■ MATERIALS PROVIDED
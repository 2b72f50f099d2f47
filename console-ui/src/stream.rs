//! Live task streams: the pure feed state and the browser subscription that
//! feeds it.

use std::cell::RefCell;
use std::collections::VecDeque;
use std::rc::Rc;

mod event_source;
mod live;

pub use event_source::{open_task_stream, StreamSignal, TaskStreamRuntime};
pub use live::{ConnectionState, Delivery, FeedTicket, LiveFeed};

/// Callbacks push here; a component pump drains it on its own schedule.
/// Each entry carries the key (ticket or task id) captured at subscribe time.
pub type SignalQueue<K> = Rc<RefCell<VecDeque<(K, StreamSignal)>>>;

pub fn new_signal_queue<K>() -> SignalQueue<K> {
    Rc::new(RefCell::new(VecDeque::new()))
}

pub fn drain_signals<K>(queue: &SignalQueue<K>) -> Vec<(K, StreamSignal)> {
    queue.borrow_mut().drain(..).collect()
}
--
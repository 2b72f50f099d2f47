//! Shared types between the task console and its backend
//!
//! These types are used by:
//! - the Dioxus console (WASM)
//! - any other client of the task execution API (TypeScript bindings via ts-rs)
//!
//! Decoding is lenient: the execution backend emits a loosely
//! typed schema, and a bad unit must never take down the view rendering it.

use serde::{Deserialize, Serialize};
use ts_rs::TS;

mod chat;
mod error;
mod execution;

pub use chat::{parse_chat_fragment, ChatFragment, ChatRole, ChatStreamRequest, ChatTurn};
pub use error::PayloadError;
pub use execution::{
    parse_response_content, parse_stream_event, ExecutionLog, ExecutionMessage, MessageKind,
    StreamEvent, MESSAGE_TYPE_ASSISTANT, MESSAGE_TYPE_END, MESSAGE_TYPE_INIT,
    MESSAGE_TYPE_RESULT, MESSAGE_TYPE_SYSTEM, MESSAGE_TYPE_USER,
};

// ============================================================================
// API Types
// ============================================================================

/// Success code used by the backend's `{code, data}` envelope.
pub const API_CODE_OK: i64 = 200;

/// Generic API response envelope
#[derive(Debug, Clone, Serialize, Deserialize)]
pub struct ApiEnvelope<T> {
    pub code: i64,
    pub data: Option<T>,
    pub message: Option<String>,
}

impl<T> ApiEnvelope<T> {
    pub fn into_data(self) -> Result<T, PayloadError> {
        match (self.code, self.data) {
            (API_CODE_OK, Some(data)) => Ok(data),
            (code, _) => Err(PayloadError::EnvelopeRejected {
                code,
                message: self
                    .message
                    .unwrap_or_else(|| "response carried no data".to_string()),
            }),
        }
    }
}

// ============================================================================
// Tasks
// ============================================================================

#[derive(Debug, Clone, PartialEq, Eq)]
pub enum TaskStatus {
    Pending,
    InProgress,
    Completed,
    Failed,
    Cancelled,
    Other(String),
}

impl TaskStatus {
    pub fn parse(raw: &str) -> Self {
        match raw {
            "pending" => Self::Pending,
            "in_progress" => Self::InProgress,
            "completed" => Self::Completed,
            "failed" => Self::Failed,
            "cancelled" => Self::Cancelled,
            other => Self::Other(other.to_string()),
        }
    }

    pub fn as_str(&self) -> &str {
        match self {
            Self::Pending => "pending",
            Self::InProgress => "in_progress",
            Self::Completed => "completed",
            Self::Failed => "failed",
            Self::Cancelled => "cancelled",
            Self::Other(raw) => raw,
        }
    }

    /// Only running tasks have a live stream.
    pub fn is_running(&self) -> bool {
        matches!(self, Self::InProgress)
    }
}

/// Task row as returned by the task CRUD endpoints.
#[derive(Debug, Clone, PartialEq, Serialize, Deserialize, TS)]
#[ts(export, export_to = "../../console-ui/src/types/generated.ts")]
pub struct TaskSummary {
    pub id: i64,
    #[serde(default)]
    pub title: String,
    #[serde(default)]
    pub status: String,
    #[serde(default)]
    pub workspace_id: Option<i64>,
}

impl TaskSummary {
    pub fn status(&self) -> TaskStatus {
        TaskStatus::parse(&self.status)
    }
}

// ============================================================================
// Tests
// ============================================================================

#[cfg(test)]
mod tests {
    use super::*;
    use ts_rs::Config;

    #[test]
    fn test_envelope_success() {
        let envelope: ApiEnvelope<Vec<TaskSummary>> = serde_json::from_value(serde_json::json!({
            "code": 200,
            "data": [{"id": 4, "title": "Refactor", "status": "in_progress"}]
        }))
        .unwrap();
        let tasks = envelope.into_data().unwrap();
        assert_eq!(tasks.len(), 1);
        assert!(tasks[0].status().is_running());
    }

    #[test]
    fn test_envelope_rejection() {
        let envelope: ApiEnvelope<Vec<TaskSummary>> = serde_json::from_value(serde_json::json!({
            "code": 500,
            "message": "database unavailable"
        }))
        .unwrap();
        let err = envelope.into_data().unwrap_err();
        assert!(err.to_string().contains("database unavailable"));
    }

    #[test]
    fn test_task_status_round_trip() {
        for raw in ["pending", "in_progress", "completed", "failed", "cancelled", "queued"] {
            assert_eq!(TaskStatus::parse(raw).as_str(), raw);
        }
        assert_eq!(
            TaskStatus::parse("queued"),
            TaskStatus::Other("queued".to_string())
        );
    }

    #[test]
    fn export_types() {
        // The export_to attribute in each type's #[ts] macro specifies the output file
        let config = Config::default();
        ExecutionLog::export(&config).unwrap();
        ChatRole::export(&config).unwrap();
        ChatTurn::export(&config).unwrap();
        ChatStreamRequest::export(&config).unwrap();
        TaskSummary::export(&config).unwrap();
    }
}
--
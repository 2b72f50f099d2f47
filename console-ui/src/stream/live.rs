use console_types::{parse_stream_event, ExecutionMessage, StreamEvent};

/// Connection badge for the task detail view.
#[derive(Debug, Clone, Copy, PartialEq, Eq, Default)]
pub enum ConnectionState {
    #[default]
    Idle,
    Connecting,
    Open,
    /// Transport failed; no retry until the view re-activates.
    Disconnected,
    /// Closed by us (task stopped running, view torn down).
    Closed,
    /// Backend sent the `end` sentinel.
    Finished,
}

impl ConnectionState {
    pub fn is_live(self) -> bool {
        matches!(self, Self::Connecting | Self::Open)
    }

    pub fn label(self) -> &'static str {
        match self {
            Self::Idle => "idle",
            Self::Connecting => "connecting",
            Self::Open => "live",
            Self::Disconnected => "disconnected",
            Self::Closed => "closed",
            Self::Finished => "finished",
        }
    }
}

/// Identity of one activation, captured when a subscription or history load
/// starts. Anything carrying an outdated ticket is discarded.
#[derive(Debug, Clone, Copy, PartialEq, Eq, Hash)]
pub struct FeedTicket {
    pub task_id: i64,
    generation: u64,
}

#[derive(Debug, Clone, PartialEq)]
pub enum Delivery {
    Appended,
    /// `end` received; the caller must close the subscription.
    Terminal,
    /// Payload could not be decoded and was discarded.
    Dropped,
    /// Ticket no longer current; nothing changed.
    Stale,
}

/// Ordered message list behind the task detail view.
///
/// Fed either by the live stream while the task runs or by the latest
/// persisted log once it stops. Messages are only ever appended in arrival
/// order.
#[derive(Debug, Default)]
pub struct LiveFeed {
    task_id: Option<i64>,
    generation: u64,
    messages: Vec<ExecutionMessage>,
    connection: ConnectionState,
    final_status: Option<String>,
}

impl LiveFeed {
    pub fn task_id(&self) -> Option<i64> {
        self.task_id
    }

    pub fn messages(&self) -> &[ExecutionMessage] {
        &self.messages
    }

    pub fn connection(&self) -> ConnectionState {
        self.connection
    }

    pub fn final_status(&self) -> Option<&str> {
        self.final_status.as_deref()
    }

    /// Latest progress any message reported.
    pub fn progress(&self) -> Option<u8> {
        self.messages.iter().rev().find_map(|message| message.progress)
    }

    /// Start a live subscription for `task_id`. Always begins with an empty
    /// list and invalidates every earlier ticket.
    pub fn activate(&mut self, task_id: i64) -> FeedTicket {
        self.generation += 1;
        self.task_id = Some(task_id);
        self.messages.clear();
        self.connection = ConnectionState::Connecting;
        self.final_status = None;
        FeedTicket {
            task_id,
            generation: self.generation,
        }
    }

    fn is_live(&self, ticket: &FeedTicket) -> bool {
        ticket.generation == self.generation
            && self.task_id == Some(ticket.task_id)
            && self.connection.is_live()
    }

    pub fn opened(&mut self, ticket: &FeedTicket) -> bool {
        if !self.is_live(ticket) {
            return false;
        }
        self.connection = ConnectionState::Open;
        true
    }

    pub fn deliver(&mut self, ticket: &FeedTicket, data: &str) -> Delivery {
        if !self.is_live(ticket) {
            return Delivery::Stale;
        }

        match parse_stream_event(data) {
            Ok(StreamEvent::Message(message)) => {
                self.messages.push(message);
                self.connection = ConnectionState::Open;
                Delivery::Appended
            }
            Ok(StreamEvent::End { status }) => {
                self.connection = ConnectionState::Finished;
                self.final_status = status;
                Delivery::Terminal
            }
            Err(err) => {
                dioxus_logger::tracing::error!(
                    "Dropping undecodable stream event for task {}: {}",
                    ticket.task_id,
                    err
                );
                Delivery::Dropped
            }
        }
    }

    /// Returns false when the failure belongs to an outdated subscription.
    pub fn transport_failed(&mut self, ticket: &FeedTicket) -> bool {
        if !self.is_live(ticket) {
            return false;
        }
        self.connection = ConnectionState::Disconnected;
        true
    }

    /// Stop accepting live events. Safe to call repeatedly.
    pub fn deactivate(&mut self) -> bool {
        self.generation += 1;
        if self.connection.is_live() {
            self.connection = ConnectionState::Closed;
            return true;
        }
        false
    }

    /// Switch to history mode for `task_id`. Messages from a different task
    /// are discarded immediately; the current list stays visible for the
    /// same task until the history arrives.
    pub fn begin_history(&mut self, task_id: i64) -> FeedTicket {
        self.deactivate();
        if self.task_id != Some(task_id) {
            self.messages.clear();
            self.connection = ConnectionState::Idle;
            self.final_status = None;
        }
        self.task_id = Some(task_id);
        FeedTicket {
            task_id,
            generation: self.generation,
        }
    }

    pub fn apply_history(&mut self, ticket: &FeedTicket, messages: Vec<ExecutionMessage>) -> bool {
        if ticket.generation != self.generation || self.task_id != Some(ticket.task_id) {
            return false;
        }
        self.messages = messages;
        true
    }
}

■ ASSIGNMENT
Give an exact copy of the lines above from the line with "return Delivery::Stale;" up to and including the line with "Delivery::Terminal", and leave everything else out.

■ RESULT OF THE TASK
            return Delivery::Stale;
        }

        match parse_stream_event(data) {
            Ok(StreamEvent::Message(message)) => {
                self.messages.push(message);
                self.connection = ConnectionState::Open;
                Delivery::Appended
            }
            Ok(StreamEvent::End { status }) => {
                self.connection = ConnectionState::Finished;
                self.final_status = status;
                Delivery::Terminal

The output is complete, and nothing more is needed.